# Step 4 - Connecting existing clusters of a bicycle network
## Project: Algorithmic bicycle network design
#### Michael Szell, Tyler Perlman, Sayat Mimar, Gourab Ghoshal, Roberta Sinatra

This notebook takes a city's existing bicycle network, as prepared in 01_prepare_networks, then connects the biggest clusters following greedy triangulation.

Contact: Michael Szell (michael.szell@gmail.com)  
Created: 2020-06-29  
Last modified: 2020-07-21

## Preliminaries

### Parameters

In [None]:
debug = False # If True, will produce plots and/or verbose output to double-check
%run -i "../parameters/parameters.py"

### Setup

In [None]:
%run -i path.py
%run -i setup.py

%matplotlib inline
%load_ext watermark
%watermark -n -v -m -g -iv

### Functions

In [None]:
%run -i functions.py

## Cluster Analysis

In [None]:
for placeid, placeinfo in cities.items():
    print(placeid + ": Generating cluster connections")

    # Load networks
    G_biketrack = csv_to_ig(PATH["data"] + placeid + "/", placeid, 'biketrack')
    G_carall = csv_to_ig(PATH["data"] + placeid + "/", placeid, 'carall')
    G_biketrackcarall = csv_to_ig(PATH["data"] + placeid + "/", placeid, 'biketrackcarall')
    G = copy.deepcopy(G_biketrack) # G is the bike graph we are working with
    
    # Prepare clusterinfo
    clusters = []
    clusterinfo = {}
    i = 0
    total_length = sum(G.es["weight"])
    for j in range(len(list(G.components()))):
        if len(list(G.components())[j]) > 1:
            clusterinfo[i] = {"size": G.subgraph(list(G.components())[j]).vcount(), 
                              "centroid_id": highest_closeness_node(G.subgraph(list(G.components())[j]))[0],
                              "length": sum(G.subgraph(list(G.components())[j]).es["weight"])
                              }
            clusterinfo[i]["centroid_index"] = G.vs.find(id = clusterinfo[i]['centroid_id']).index
            i += 1

    cluster_indices = clusterindices_by_length(clusterinfo)

    clusterinfo_temp = {}
    length_covered = 0
    
    numclusters = 0
    for c in cluster_indices:
        if cutofftype == "abs" and clusterinfo[c]["length"] < cutoff/1000:
            break
        clusters.append(G.subgraph(list(G.components())[c]))
        clusterinfo_temp[numclusters] = clusterinfo[c]
        length_covered += clusterinfo[c]["length"]
        numclusters += 1
        if cutofftype == "rel" and length_covered >= cutoff*total_length:
            break

    print('{:d}'.format(numclusters) + " largest clusters of " + '{:d}'.format(len(list(G.components()))) + " considered.
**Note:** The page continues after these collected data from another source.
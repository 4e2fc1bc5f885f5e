use reporter_harness::logging::{self, LoggingConfig};
use reporter_harness::Result;

mod app_config;
mod commands;

use app_config::{resolve_config, Cli, Commands};

#[tokio::main]
async fn main() -> Result<()> {
    use clap::Parser;

    let cli = Cli::parse();

    let mut logging_config = LoggingConfig::default();
    if cli.verbose {
        logging_config.level = "debug".to_string();
        logging_config
            .module_levels
            .insert("reporter_harness".to_string(), "debug".to_string());
    }
    logging::init(&logging_config)?;

    let config = resolve_config(cli.config.as_deref())?;
    tracing::debug!(command = cli.command.name(), "running");

    match cli.command {
        Commands::Up { proxy, address } => commands::up_command(config, proxy, address).await,
        Commands::Sweep { label } => commands::sweep_command(&config, &label).await,
        Commands::Env { session, address } => commands::env_command(config, &session, address).await,
    }
}
//! Five-phase runner behaviour with scripted scenarios

use async_trait::async_trait;
use parking_lot::Mutex;
use reporter_harness::config::PhaseTimeouts;
use reporter_harness::scenario::ScenarioOutcome;
use reporter_harness::{
    CancellationToken, ChaosScenario, ErrorKind, HarnessError, Phase, PhaseContext, Result, ScenarioRunner,
};
use std::collections::HashMap;
use std::time::Duration;

#[derive(Clone, Copy)]
enum Script {
    Pass,
    Fail(ErrorKind),
    Panic,
    Hang,
    /// Cancel the runner's token, then hang
    CancelRun,
}

struct Scripted {
    scripts: HashMap<Phase, Script>,
    calls: Mutex<Vec<Phase>>,
    restore_saw_cancel: Mutex<Option<bool>>,
    runner_cancel: CancellationToken,
}

impl Scripted {
    fn new(scripts: &[(Phase, Script)], runner_cancel: &CancellationToken) -> Self {
        Self {
            scripts: scripts.iter().copied().collect(),
            calls: Mutex::new(Vec::new()),
            restore_saw_cancel: Mutex::new(None),
            runner_cancel: runner_cancel.clone(),
        }
    }

    fn calls(&self) -> Vec<Phase> {
        self.calls.lock().clone()
    }

    async fn play(&self, ctx: &PhaseContext) -> Result<()> {
        self.calls.lock().push(ctx.phase);
        if ctx.phase == Phase::Restore {
            *self.restore_saw_cancel.lock() = Some(ctx.cancel.is_cancelled());
        }
        match self.scripts.get(&ctx.phase).copied().unwrap_or(Script::Pass) {
            Script::Pass => Ok(()),
            Script::Fail(kind) => Err(error_of(kind)),
            Script::Panic => panic!("scripted panic in {}", ctx.phase),
            Script::Hang => {
                tokio::time::sleep(Duration::from_secs(3600)).await;
                Ok(())
            }
            Script::CancelRun => {
                self.runner_cancel.cancel();
                tokio::time::sleep(Duration::from_secs(3600)).await;
                Ok(())
            }
        }
    }
}

fn error_of(kind: ErrorKind) -> HarnessError {
    match kind {
        ErrorKind::PreconditionUnmet => HarnessError::PreconditionUnmet("no baseline".into()),
        ErrorKind::ProtocolViolation => HarnessError::ProtocolViolation("bad state".into()),
        ErrorKind::ConvergenceFailure => HarnessError::ConvergenceFailure {
            stuck_ids: vec!["r-1".into(), "r-2".into()],
            last_status: "Processing".into(),
            after: Duration::from_secs(1),
        },
        ErrorKind::Transport => HarnessError::UnexpectedStatus {
            status: 404,
            body: String::new(),
        },
        _ => HarnessError::InfrastructureUnavailable("docker gone".into()),
    }
}

#[async_trait]
impl ChaosScenario for Scripted {
    fn name(&self) -> &str {
        "scripted"
    }

    fn fault(&self) -> String {
        "scripted fault".to_string()
    }

    async fn normal(&self, ctx: &PhaseContext) -> Result<()> {
        self.play(ctx).await
    }

    async fn inject(&self, ctx: &PhaseContext) -> Result<()> {
        self.play(ctx).await
    }

    async fn verify_failure(&self, ctx: &PhaseContext) -> Result<()> {
        self.play(ctx).await
    }

    async fn restore(&self, ctx: &PhaseContext) -> Result<()> {
        self.play(ctx).await
    }

    async fn verify_recovery(&self, ctx: &PhaseContext) -> Result<()> {
        self.play(ctx).await
    }
}

fn short_timeouts() -> PhaseTimeouts {
    PhaseTimeouts {
        normal: Duration::from_millis(500),
        inject: Duration::from_millis(500),
        verify_failure: Duration::from_millis(500),
        restore: Duration::from_millis(500),
        verify_recovery: Duration::from_millis(500),
    }
}

async fn run(scripts: &[(Phase, Script)]) -> (reporter_harness::ScenarioReport, Scripted) {
    let cancel = CancellationToken::new();
    let scenario = Scripted::new(scripts, &cancel);
    let report = ScenarioRunner::new(short_timeouts(), cancel).run(&scenario).await;
    (report, scenario)
}

#[tokio::test]
async fn all_phases_run_in_order_on_success() {
    let (report, scenario) = run(&[]).await;
    assert!(report.passed());
    assert_eq!(scenario.calls(), Phase::ALL.to_vec());
    assert!(report.to_string().contains("passed"));
}

#[tokio::test]
async fn failed_baseline_skips_everything_else() {
    let (report, scenario) = run(&[(Phase::Normal, Script::Fail(ErrorKind::PreconditionUnmet))]).await;
    assert!(report.skipped());
    assert_eq!(scenario.calls(), vec![Phase::Normal]);
    assert!(!report.ran(Phase::Restore));
    assert!(!report.to_string().contains("passed"));
}

#[tokio::test]
async fn protocol_violation_in_baseline_fails() {
    let (report, scenario) = run(&[(Phase::Normal, Script::Fail(ErrorKind::ProtocolViolation))]).await;
    assert_eq!(report.failed_phase(), Some(Phase::Normal));
    assert_eq!(scenario.calls(), vec![Phase::Normal]);
}

#[tokio::test]
async fn restore_runs_after_inject_failure() {
    let (report, scenario) = run(&[(Phase::Inject, Script::Fail(ErrorKind::InfrastructureUnavailable))]).await;
    assert_eq!(report.failed_phase(), Some(Phase::Inject));
    assert_eq!(scenario.calls(), vec![Phase::Normal, Phase::Inject, Phase::Restore]);
}

#[tokio::test]
async fn restore_runs_after_verify_failure_fails() {
    let (report, scenario) = run(&[(Phase::VerifyFailure, Script::Fail(ErrorKind::Transport))]).await;
    assert_eq!(report.failed_phase(), Some(Phase::VerifyFailure));
    assert!(report.ran(Phase::Restore));
    assert!(!report.ran(Phase::VerifyRecovery));
    assert_eq!(scenario.calls().last(), Some(&Phase::Restore));
}

#[tokio::test]
async fn panic_becomes_protocol_violation_and_restores() {
    let (report, scenario) = run(&[(Phase::VerifyFailure, Script::Panic)]).await;
    assert_eq!(report.failed_phase(), Some(Phase::VerifyFailure));
    assert!(scenario.calls().contains(&Phase::Restore));
    let err = report.into_result().unwrap_err();
    assert_eq!(err.kind(), ErrorKind::ProtocolViolation);
    assert!(err.to_string().contains("scripted panic"));
}

#[tokio::test]
async fn hanging_phase_times_out() {
    let (report, scenario) = run(&[(Phase::VerifyRecovery, Script::Hang)]).await;
    assert_eq!(report.failed_phase(), Some(Phase::VerifyRecovery));
    assert_eq!(scenario.calls(), Phase::ALL.to_vec());
    let err = report.into_result().unwrap_err();
    assert_eq!(err.kind(), ErrorKind::OperationTimeout);
}

#[tokio::test]
async fn cancellation_during_inject_still_restores() {
    let (report, scenario) = run(&[(Phase::Inject, Script::CancelRun)]).await;
    assert_eq!(report.failed_phase(), Some(Phase::Inject));
    assert_eq!(scenario.calls(), vec![Phase::Normal, Phase::Inject, Phase::Restore]);
    assert_eq!(*scenario.restore_saw_cancel.lock(), Some(false));
    match report.outcome {
        ScenarioOutcome::Failed { error, .. } => assert!(matches!(error, HarnessError::Cancelled)),
        other => panic!("unexpected outcome: {other:?}"),
    }
}

#[tokio::test]
async fn cancelled_before_start_is_a_failure_not_a_skip() {
    let cancel = CancellationToken::new();
    cancel.cancel();
    let scenario = Scripted::new(&[], &cancel);
    let report = ScenarioRunner::new(short_timeouts(), cancel).run(&scenario).await;
    assert_eq!(report.failed_phase(), Some(Phase::Normal));
    assert!(!report.ran(Phase::Restore));
}

#[tokio::test]
async fn convergence_failure_reports_stuck_ids() {
    let (report, _) = run(&[(Phase::VerifyRecovery, Script::Fail(ErrorKind::ConvergenceFailure))]).await;
    assert_eq!(report.stuck_ids, vec!["r-1".to_string(), "r-2".to_string()]);
    assert_eq!(report.last_status.as_deref(), Some("Processing"));
    let text = report.to_string();
    assert!(text.contains("FAILED in verify-recovery"));
    assert!(text.contains("stuck: r-1, r-2"));
}

#[tokio::test]
async fn restore_failure_fails_the_run() {
    let (report, scenario) = run(&[(Phase::Restore, Script::Fail(ErrorKind::InfrastructureUnavailable))]).await;
    assert_eq!(report.failed_phase(), Some(Phase::Restore));
    assert!(!scenario.calls().contains(&Phase::VerifyRecovery));
}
Length covered: " + '{:.2f}'.format(length_covered) + " km (" + '{:.0f}'.format(100*length_covered/total_length) + "% of total length)")

    clusterinfo = copy.deepcopy(clusterinfo_temp)
    cluster_indices = clusterindices_by_length(clusterinfo)

    # Generation
    GTs, GT_abstracts = greedy_triangulation_routing_clusters(G, G_biketrackcarall, clusters, clusterinfo, prune_quantiles, prune_measure)

    for GT in GTs:
        delete_overlaps(GT, G_biketrack)

    # Write results
    results = {"placeid": placeid, "prune_measure": prune_measure, "prune_quantiles": prune_quantiles, "GTs": GTs, "GT_abstracts": GT_abstracts, "clusters": clusters, "clusterinfo": clusterinfo, "cutoff": cutoff, "cutofftype": cutofftype}

    filename = placeid + '_clusters_' + prune_measure + "_cutoff" + cutofftype + "{:.2f}".format(cutoff) + ".pickle"
    with open(PATH["results"] + placeid + "/" + filename, 'wb') as f:
        pickle.dump(results, f)

In [None]:
Audio(sound_file, autoplay=True)